2 If it exists, the Master Algorithm can drive all knowledge in the world-past, present, and future-from data. Inventing it would be one of the greatest advances in the history of science… The Master Algorithm is to machine learning what Standard Model is to particle physics or the Central Dogma to molecular biology: a unified theory that makes sense of everything we know to date, and lays the foundation for… future progress… What it requires is stepping back from the mathematical arcana to see the overarching pattern of learning phenomena… Once we have the conceptual solution, we can fill in the mathematical details… convinced that learning is the key to solving AI… nothing could have more impact that teaching computers to learn [3, pp. xviii–xix].
3 To approach this titanic task, a robust method — for the identification of key academic disciplines and the definition of their major contributions to a new interdisciplinary theory or science — is provided by the work published in September 1959 by John H. Holland as Willow Run Laboratories Technical Memorandum 2900-52-R. The work surveys how four academic disciplines contribute to the foundation of “Automata theory (presently more formally named, at M.I.T. and The University of Michigan, The Communication Sciences)”: logic and meta-mathematics provide the axiomatic method and decision procedures (formal system), effective definition, and computability (Turing Machines); the studies on electronic computers contribute programming and simulations; information theory (Shannon’s mathematical theory of communication) is used for measure of information and channel capacity; neurophysiology offers theories on the formation of concepts in the nervous system, and in particular on the recognition of macroscopic patterns by a sequential process [4].
4 Fernand Braudel’s persuasion that the historian of tomorrow, to be able to survive as a human scientist, must become able and build up a common language, which can be used by programmers across all human sciences to write their computer programs, is clear from a historian’s perspective. From a computation and machine learning perspective, one key question needs to be addressed and answered, before taking any action. Why should the historian oversee such a critical task? [see 5; 6].
5 Referring to Fernand Braudel’s 1969 call for unity, it seems that human sciences need to build up a grammar for the computational language that will allow the reloading of the treasure of human experiences through artificial intelligence. Big human sciences data are embedded and embodied in all sorts of artefacts and media that over time and across space have been created by humans to encode their knowledge and values, to make a better use of them in the present and transmit them to the future generations as well. In this way, artefacts and media are considered and treated as knowledge aggregators ante litteram.

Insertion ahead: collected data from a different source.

//! Fixtures for service unit tests.

use std::sync::Arc;

use uuid::Uuid;

use domain::{Rating, Store, User, UserRole};

use crate::infra::{
    MockRatingRepository, MockStoreRepository, MockUserRepository, RatingRepository,
    StoreRepository, UnitOfWork, UserRepository,
};

/// UnitOfWork over mock repositories; unset repositories reject every call
pub struct TestUnitOfWork {
    users: Arc<MockUserRepository>,
    stores: Arc<MockStoreRepository>,
    ratings: Arc<MockRatingRepository>,
}

impl TestUnitOfWork {
    pub fn new() -> Self {
        Self {
            users: Arc::new(MockUserRepository::new()),
            stores: Arc::new(MockStoreRepository::new()),
            ratings: Arc::new(MockRatingRepository::new()),
        }
    }

    pub fn with_users(mut self, users: MockUserRepository) -> Self {
        self.users = Arc::new(users);
        self
    }

    pub fn with_stores(mut self, stores: MockStoreRepository) -> Self {
        self.stores = Arc::new(stores);
        self
    }

    pub fn with_ratings(mut self, ratings: MockRatingRepository) -> Self {
        self.ratings = Arc::new(ratings);
        self
    }
}

impl UnitOfWork for TestUnitOfWork {
    fn users(&self) -> Arc<dyn UserRepository> {
        self.users.clone()
    }

    fn stores(&self) -> Arc<dyn StoreRepository> {
        self.stores.clone()
    }

    fn ratings(&self) -> Arc<dyn RatingRepository> {
        self.ratings.clone()
    }
}

pub fn sample_user(email: &str, role: UserRole) -> User {
    User::new(
        "Sample Account Holder Name".to_string(),
        email.to_string(),
        "hashed".to_string(),
        "12 Sample Avenue, Sampletown".to_string(),
        role,
    )
}

pub fn sample_store(name: &str, owner_id: Uuid) -> Store {
    Store::new(name.to_string(), "7 High Street, Sampletown".to_string(), owner_id)
}

pub fn sample_rating(value: i32, user_id: Uuid, store_id: Uuid) -> Rating {
    Rating {
        id: Uuid::new_v4(),
        rating: value,
        user_id,
        store_id,
        created_at: chrono::Utc::now(),
        updated_at: chrono::Utc::now(),
    }
}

These big data can be named “THE data”, where THE stays for Treasure of Human Experiences, and easily identified as the most valuable component of what is generally called heritage (i.e., what may be inherited) [7, pp. 83–84, 89].
6 Societies have always used their heritage (i.e., the treasure of human experiences) to remain resilient and to express their cultural identities. Now, it seems that the rapid development of our society is endangering this spontaneous cultural process of adaptation to change. Part of this social adaptation is enabled by the human knowledge and values that we transmit from one generation to the next. In the past, this transmission is passed down through artefacts, oral traditions, social rituals, and cultural practices. But given the increasing pace of technological development of our times, many traditional modes of knowledge and value transmission have become obsolete or at risk of vanishing. New media and non-conventional communications have arisen, creating new possibilities for cultural expressions. However, we may not have mastered effective ways to harness these channels to transmit our cultural heritage, especially in the areas of transmitting knowledge and its associated values to enrich human experiences and augment the resilience of our society [see 8].